Go through the listing below and reproduce it word for word.

BEGIN

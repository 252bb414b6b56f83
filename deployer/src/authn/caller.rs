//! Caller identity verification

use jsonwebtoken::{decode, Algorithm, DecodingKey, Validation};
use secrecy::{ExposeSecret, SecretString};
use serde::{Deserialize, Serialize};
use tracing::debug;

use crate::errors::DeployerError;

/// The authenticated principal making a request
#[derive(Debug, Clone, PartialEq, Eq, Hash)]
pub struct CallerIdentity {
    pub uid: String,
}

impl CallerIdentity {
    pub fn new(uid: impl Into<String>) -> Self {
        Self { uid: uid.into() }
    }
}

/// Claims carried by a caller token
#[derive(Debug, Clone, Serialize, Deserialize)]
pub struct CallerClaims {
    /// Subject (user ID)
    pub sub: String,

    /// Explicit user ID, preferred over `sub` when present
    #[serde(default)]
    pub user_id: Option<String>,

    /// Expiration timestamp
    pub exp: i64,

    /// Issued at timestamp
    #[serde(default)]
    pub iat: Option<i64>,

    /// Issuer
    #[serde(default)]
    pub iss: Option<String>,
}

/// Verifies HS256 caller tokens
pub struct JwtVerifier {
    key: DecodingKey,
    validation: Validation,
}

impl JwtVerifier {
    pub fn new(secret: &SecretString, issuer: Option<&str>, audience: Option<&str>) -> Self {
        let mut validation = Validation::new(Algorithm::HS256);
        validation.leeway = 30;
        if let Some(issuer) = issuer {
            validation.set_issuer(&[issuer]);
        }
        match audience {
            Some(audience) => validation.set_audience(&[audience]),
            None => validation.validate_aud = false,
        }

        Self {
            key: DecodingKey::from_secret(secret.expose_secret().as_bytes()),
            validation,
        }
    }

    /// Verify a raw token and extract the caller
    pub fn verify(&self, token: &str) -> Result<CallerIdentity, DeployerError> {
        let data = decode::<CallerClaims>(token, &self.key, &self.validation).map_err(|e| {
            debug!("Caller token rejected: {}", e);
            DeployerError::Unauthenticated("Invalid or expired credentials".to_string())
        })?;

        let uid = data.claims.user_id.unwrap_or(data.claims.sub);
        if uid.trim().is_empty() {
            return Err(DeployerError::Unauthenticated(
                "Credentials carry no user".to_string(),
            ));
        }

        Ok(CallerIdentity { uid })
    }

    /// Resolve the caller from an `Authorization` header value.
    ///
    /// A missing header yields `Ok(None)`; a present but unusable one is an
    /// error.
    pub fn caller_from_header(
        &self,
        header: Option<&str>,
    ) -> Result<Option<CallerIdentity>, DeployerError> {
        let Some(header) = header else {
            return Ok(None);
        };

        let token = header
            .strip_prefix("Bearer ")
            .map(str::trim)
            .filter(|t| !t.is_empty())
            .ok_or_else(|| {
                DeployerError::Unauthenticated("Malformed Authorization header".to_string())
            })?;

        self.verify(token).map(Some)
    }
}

END

- [Task output]
repository 252bb414b6b56f83
filename deployer/src/authn/caller.rs
//! Caller identity verification

use jsonwebtoken::{decode, Algorithm, DecodingKey, Validation};
use secrecy::{ExposeSecret, SecretString};
use serde::{Deserialize, Serialize};
use tracing::debug;

use crate::errors::DeployerError;

/// The authenticated principal making a request
#[derive(Debug, Clone, PartialEq, Eq, Hash)]
pub struct CallerIdentity {
    pub uid: String,
}

impl CallerIdentity {
    pub fn new(uid: impl Into<String>) -> Self {
        Self { uid: uid.into() }
    }
}

/// Claims carried by a caller token
#[derive(Debug, Clone, Serialize, Deserialize)]
pub struct CallerClaims {
    /// Subject (user ID)
    pub sub: String,

    /// Explicit user ID, preferred over `sub` when present
    #[serde(default)]
    pub user_id: Option<String>,

    /// Expiration timestamp
    pub exp: i64,

    /// Issued at timestamp
    #[serde(default)]
    pub iat: Option<i64>,

    /// Issuer
    #[serde(default)]
    pub iss: Option<String>,
}

/// Verifies HS256 caller tokens
pub struct JwtVerifier {
    key: DecodingKey,
    validation: Validation,
}

impl JwtVerifier {
    pub fn new(secret: &SecretString, issuer: Option<&str>, audience: Option<&str>) -> Self {
        let mut validation = Validation::new(Algorithm::HS256);
        validation.leeway = 30;
        if let Some(issuer) = issuer {
            validation.set_issuer(&[issuer]);
        }
        match audience {
            Some(audience) => validation.set_audience(&[audience]),
            None => validation.validate_aud = false,
        }

        Self {
            key: DecodingKey::from_secret(secret.expose_secret().as_bytes()),
            validation,
        }
    }

    /// Verify a raw token and extract the caller
    pub fn verify(&self, token: &str) -> Result<CallerIdentity, DeployerError> {
        let data = decode::<CallerClaims>(token, &self.key, &self.validation).map_err(|e| {
            debug!("Caller token rejected: {}", e);
            DeployerError::Unauthenticated("Invalid or expired credentials".to_string())
        })?;

        let uid = data.claims.user_id.unwrap_or(data.claims.sub);
        if uid.trim().is_empty() {
            return Err(DeployerError::Unauthenticated(
                "Credentials carry no user".to_string(),
            ));
        }

        Ok(CallerIdentity { uid })
    }

    /// Resolve the caller from an `Authorization` header value.
    ///
    /// A missing header yields `Ok(None)`; a present but unusable one is an
    /// error.
    pub fn caller_from_header(
        &self,
        header: Option<&str>,
    ) -> Result<Option<CallerIdentity>, DeployerError> {
        let Some(header) = header else {
            return Ok(None);
        };

        let token = header
            .strip_prefix("Bearer ")
            .map(str::trim)
            .filter(|t| !t.is_empty())
            .ok_or_else(|| {
                DeployerError::Unauthenticated("Malformed Authorization header".to_string())
            })?;

        self.verify(token).map(Some)
    }
}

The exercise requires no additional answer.